# Mirage Iii Mk 2 Bezel Is Very Loose



## COMSAT (Nov 18, 2005)

Dear Forum Members, I am in need of some technical assistance.

Recently, and I'm not sure exactly why, the *black numeral "insert" ring *on the bezel on my Mirage MkIII started to slip when adjusting the bezel. Then, when I was investigating this problem, the insert actually came off in my hand.
















(I have some pics of the watch showing the situation but I couldn't figure out how to add them to this post







)

Can somebody please help me and let me know how I can re-fit this to the bezel-base (which is still attached to the watch) ? Both the inside surface of the insert ring and the base ring are in perfect condition and show no sighns of damage.

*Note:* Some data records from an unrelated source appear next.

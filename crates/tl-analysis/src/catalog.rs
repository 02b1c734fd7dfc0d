//! Built-in library catalog
//!
//! Keyword documentation, global functions, standard modules and the methods
//! of built-in types. A catalog is plain data: the analyzer receives one at
//! construction and never mutates it. The compiled-in catalog can be extended
//! with a TOML file of the same shape.

use std::collections::BTreeMap;
use std::path::{Path, PathBuf};

use serde::{Deserialize, Serialize};
use thiserror::Error;
use tracing::warn;

use crate::types::Type;

const BUILTIN: &str = include_str!("catalog/builtin.toml");

/// Errors loading a catalog extension
#[derive(Debug, Error)]
pub enum CatalogError {
    #[error("Failed to read catalog {path}: {source}")]
    Io {
        path: PathBuf,
        #[source]
        source: std::io::Error,
    },

    #[error("Failed to parse catalog {path}: {source}")]
    Parse {
        path: PathBuf,
        #[source]
        source: toml::de::Error,
    },
}

/// A function, method or module member with a signature
#[derive(Debug, Clone, PartialEq, Eq, Serialize, Deserialize)]
#[serde(default, deny_unknown_fields)]
pub struct FunctionEntry {
    pub params: Vec<String>,
    pub returns: String,
    pub doc: String,
}

impl Default for FunctionEntry {
    fn default() -> Self {
        Self {
            params: Vec::new(),
            returns: "Any".to_string(),
            doc: String::new(),
        }
    }
}

impl FunctionEntry {
    pub fn return_type(&self) -> Type {
        Type::parse(&self.returns)
    }

    /// `func name(params) -> returns`
    pub fn signature(&self, name: &str) -> String {
        format!("func {}({}) -> {}", name, self.params.join(", "), self.returns)
    }
}

/// A module constant
#[derive(Debug, Clone, Default, PartialEq, Eq, Serialize, Deserialize)]
#[serde(default, deny_unknown_fields)]
pub struct ConstantEntry {
    #[serde(rename = "type")]
    pub ty: String,
    pub doc: String,
}

impl ConstantEntry {
    pub fn value_type(&self) -> Type {
        Type::parse(&self.ty)
    }
}

/// A standard module (`math`, `io`, ...)
#[derive(Debug, Clone, Default, PartialEq, Eq, Serialize, Deserialize)]
#[serde(default, deny_unknown_fields)]
pub struct ModuleEntry {
    pub doc: String,
    pub functions: BTreeMap<String, FunctionEntry>,
    pub constants: BTreeMap<String, ConstantEntry>,
}

/// A built-in type and its methods
#[derive(Debug, Clone, Default, PartialEq, Eq, Serialize, Deserialize)]
#[serde(default, deny_unknown_fields)]
pub struct TypeEntry {
    pub doc: String,
    /// Type parameter names, in argument order
    pub generics: Vec<String>,
    pub methods: BTreeMap<String, FunctionEntry>,
}

impl TypeEntry {
    /// Pair the type parameters with a receiver's arguments (missing ones are `Any`)
    pub fn bindings(&self, receiver: &Type) -> Vec<(String, Type)> {
        let args = receiver.args();
        self.generics
            .iter()
            .enumerate()
            .map(|(i, param)| (param.clone(), args.get(i).cloned().unwrap_or(Type::Any)))
            .collect()
    }

    /// The type named with `Any` for every parameter (`Array<Any>`)
    pub fn open_instance(&self, name: &str) -> Type {
        if self.generics.is_empty() {
            Type::named(name)
        } else {
            Type::Generic {
                name: name.to_string(),
                args: vec![Type::Any; self.generics.len()],
            }
        }
    }
}

/// Immutable description of everything built into TL
#[derive(Debug, Clone, Default, PartialEq, Eq, Serialize, Deserialize)]
#[serde(default, deny_unknown_fields)]
pub struct Catalog {
    pub keywords: BTreeMap<String, String>,
    pub globals: BTreeMap<String, FunctionEntry>,
    pub modules: BTreeMap<String, ModuleEntry>,
    pub types: BTreeMap<String, TypeEntry>,
}

impl Catalog {
    /// The catalog compiled into the crate
    pub fn builtin() -> Self {
        Self::from_toml_str(BUILTIN).unwrap_or_else(|err| {
            warn!("built-in catalog failed to parse: {}", err);
            Self::default()
        })
    }

    pub fn from_toml_str(text: &str) -> Result<Self, toml::de::Error> {
        toml::from_str(text)
    }

    /// Load a catalog extension file
    pub fn load_file(path: &Path) -> Result<Self, CatalogError> {
        let text = std::fs::read_to_string(path).map_err(|source| CatalogError::Io {
            path: path.to_path_buf(),
            source,
        })?;
        Self::from_toml_str(&text).map_err(|source| CatalogError::Parse {
            path: path.to_path_buf(),
            source,
        })
    }

    /// Merge another catalog into this one; entries in `other` win
    pub fn extend(&mut self, other: Catalog) {
        self.keywords.extend(other.keywords);
        self.globals.extend(other.globals);
        for (name, module) in other.modules {
            let entry = self.modules.entry(name).or_default();
            if !module.doc.is_empty() {
                entry.doc = module.doc;
            }
            entry.functions.extend(module.functions);
            entry.constants.extend(module.constants);
        }
        for (name, ty) in other.types {
            let entry = self.types.entry(name).or_default();
            if !ty.doc.is_empty() {
                entry.doc = ty.doc;
            }
            if !ty.generics.is_empty() {
                entry.generics = ty.generics;
            }
            entry.methods.extend(ty.methods);
        }
    }

    pub fn keyword_doc(&self, word: &str) -> Option<&str> {
        self.keywords.get(word).map(String::as_str)
    }

    pub fn global(&self, name: &str) -> Option<&FunctionEntry> {
        self.globals.get(name)
    }

    pub fn module(&self, name: &str) -> Option<&ModuleEntry> {
        self.modules.get(name)
    }

    pub fn module_function(&self, module: &str, name: &str) -> Option<&FunctionEntry> {
        self.module(module)?.functions.get(name)
    }

    pub fn module_constant(&self, module: &str, name: &str) -> Option<&ConstantEntry> {
        self.module(module)?.constants.get(name)
    }

    pub fn type_entry(&self, name: &str) -> Option<&TypeEntry> {
        self.types.get(name)
    }

    /// Method of a built-in type, looked up by the receiver's type name
    pub fn method(&self, receiver: &Type, name: &str) -> Option<(&TypeEntry, &FunctionEntry)> {
        let entry = self.type_entry(receiver.name()?)?;
        entry.methods.get(name).map(|method| (entry, method))
    }
}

Also, I can't really see how these two pieces were originally joined together. There are no glue residues or any fixing lugs/pins visible. The inside of the insert does however have a small circular indent on the inside at one position. Maybe a press fit was used.

Please help, any advice from anyone who has had some previous experience with such a problem would be very useful.

Thanks in Advance


----------



## lysanderxiii (Nov 10, 2006)

Look for this icon







just above the dialogue box, hit it and paste URL (http://www.imagecave...) of the picture you wish to post in it.

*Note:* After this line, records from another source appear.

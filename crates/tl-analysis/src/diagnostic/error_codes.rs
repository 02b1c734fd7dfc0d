//! Rule code registry with descriptions and help text
//!
//! Codes follow the TLxxxx scheme, grouped by rule family:
//! - TL1xxx: structure (strings, braces, block terminators)
//! - TL2xxx: naming conventions
//! - TL3xxx: declaration misuse
//! - TL4xxx: context legality (`this`, `return`, `break`/`continue`)
//! - TL5xxx: typing and import hints
//! - TL6xxx: reachability
//! - TL7xxx: type rules
//! - TL8xxx: lexical traps

// TL1xxx - Structure
pub const UNTERMINATED_STRING: &str = "TL1001";
pub const UNBALANCED_BRACES: &str = "TL1002";
pub const MISSING_TERMINATOR: &str = "TL1003";

// TL2xxx - Naming
pub const CLASS_NAME_CASE: &str = "TL2001";

// TL3xxx - Declarations
pub const STACKED_DECLARATORS: &str = "TL3001";
pub const DUPLICATE_DECLARATION: &str = "TL3002";
pub const IMMUTABLE_REASSIGNMENT: &str = "TL3003";

// TL4xxx - Context
pub const THIS_OUTSIDE_CLASS: &str = "TL4001";
pub const RETURN_OUTSIDE_FUNCTION: &str = "TL4002";
pub const JUMP_OUTSIDE_LOOP: &str = "TL4003";

// TL5xxx - Hints
pub const UNTYPED_PARAMETER: &str = "TL5001";
pub const UNUSED_IMPORT: &str = "TL5002";

// TL6xxx - Reachability
pub const UNREACHABLE_CODE: &str = "TL6001";

// TL7xxx - Types
pub const ASSIGNMENT_TYPE_MISMATCH: &str = "TL7001";
pub const COMPARISON_TYPE_MISMATCH: &str = "TL7002";
pub const DIVISION_BY_ZERO: &str = "TL7003";

// TL8xxx - Lexical traps
pub const WORD_OPERATOR: &str = "TL8001";
pub const TWO_DOT_RANGE: &str = "TL8002";
pub const DOLLAR_INTERPOLATION: &str = "TL8003";
pub const BARE_HASH: &str = "TL8004";

/// Rule code descriptor with code, description, and optional help text
#[derive(Debug, Clone)]
pub struct ErrorCodeInfo {
    /// The code string (e.g., "TL1001")
    pub code: &'static str,
    /// Human-readable description
    pub description: &'static str,
    /// Optional contextual help text
    pub help: Option<&'static str>,
}

/// Look up a code in the registry
pub fn lookup(code: &str) -> Option<ErrorCodeInfo> {
    ERROR_CODES.iter().find(|e| e.code == code).cloned()
}

/// Get help text for a code
pub fn help_for(code: &str) -> Option<&'static str> {
    lookup(code).and_then(|e| e.help)
}

/// Get description for a code
pub fn description_for(code: &str) -> Option<&'static str> {
    lookup(code).map(|e| e.description)
}

/// Whether text has the shape of a rule code (`TL` and four digits)
pub fn is_well_formed(code: &str) -> bool {
    code.len() == 6
        && code.starts_with("TL")
        && code[2..].chars().all(|c| c.is_ascii_digit())
}

pub static ERROR_CODES: &[ErrorCodeInfo] = &[
    ErrorCodeInfo {
        code: UNTERMINATED_STRING,
        description: "Unterminated string literal",
        help: Some("Close the string with '\"' on the same line."),
    },
    ErrorCodeInfo {
        code: UNBALANCED_BRACES,
        description: "Unbalanced curly braces",
        help: Some("Every '{' needs a matching '}'."),
    },
    ErrorCodeInfo {
        code: MISSING_TERMINATOR,
        description: "Block is missing its 'end'",
        help: Some("Close the block with 'end' at the same indentation as its header."),
    },
    ErrorCodeInfo {
        code: CLASS_NAME_CASE,
        description: "Type name should start with an uppercase letter",
        help: None,
    },
    ErrorCodeInfo {
        code: STACKED_DECLARATORS,
        description: "More than one declarator on a declaration",
        help: Some("Keep exactly one of 'var', 'let', 'const' or 'final'."),
    },
    ErrorCodeInfo {
        code: DUPLICATE_DECLARATION,
        description: "Name declared twice in the same scope",
        help: Some("Rename one of the declarations or assign instead of redeclaring."),
    },
    ErrorCodeInfo {
        code: IMMUTABLE_REASSIGNMENT,
        description: "Reassignment of a const or final binding",
        help: Some("Declare the variable with 'var' if it needs to change."),
    },
    ErrorCodeInfo {
        code: THIS_OUTSIDE_CLASS,
        description: "'this' used outside a function or class method",
        help: None,
    },
    ErrorCodeInfo {
        code: RETURN_OUTSIDE_FUNCTION,
        description: "'return' used outside a function",
        help: None,
    },
    ErrorCodeInfo {
        code: JUMP_OUTSIDE_LOOP,
        description: "'break' or 'continue' used outside a loop",
        help: None,
    },
    ErrorCodeInfo {
        code: UNTYPED_PARAMETER,
        description: "Parameter without a type annotation",
        help: Some("Annotate the parameter: 'name: Type'."),
    },
    ErrorCodeInfo {
        code: UNUSED_IMPORT,
        description: "Imported name is never used",
        help: Some("Remove the import."),
    },
    ErrorCodeInfo {
        code: UNREACHABLE_CODE,
        description: "Unreachable code",
        help: Some("Remove the statement or move it before the jump."),
    },
    ErrorCodeInfo {
        code: ASSIGNMENT_TYPE_MISMATCH,
        description: "Assigned value does not match the variable's type",
        help: None,
    },
    ErrorCodeInfo {
        code: COMPARISON_TYPE_MISMATCH,
        description: "Comparison between incompatible types",
        help: None,
    },
    ErrorCodeInfo {
        code: DIVISION_BY_ZERO,
        description: "Division by zero",
        help: None,
    },
    ErrorCodeInfo {
        code: WORD_OPERATOR,
        description: "Word operator instead of '&&', '||' or '!'",
        help: None,
    },
    ErrorCodeInfo {
        code: TWO_DOT_RANGE,
        description: "'..' is not a range operator",
        help: Some("Use '...' for ranges."),
    },
    ErrorCodeInfo {
        code: DOLLAR_INTERPOLATION,
        description: "'${' is not string interpolation",
        help: Some("Use '#{expr}' to interpolate."),
    },
    ErrorCodeInfo {
        code: BARE_HASH,
        description: "'#' in a string without '{'",
        help: Some("Did you mean '#{expr}'?"),
    },
];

The picture will have to be in a web-based host, such as ImageCave, or the like. Account are free there.

Without a picture, it is hard the give a solution.


----------



## Roy (Feb 23, 2003)

These bezels on these are friction fit. If it has started to come loose then a tiny bit of glue can be used to make it more secure but I have never know these to slip as the orginal friction fitting was very tight.


----------



## COMSAT (Nov 18, 2005)

OK guys here we go,

here are some pictures (thanks to lysanderxiii for the uploading info.)

of the bezel insert which has detached itself from the bezel.

ANY TIPS ON WHAT I CAN DO TO FIX THIS PROBLEM ?










=============================================================










=============================================================










=============================================================










=============================================================


----------



## PhilM (Nov 5, 2004)

As Roy has already surggested, you could try a couple if tiny drops of glue. Otherwise see if you can get a complete replacement bezel


----------



## jasonm (Nov 22, 2003)

Yep, you need to get the bezel off the watch and secure it together again, maybe it wasnt on properly in the first place, or if it has worn loose, as Roy says, glue it back on...


----------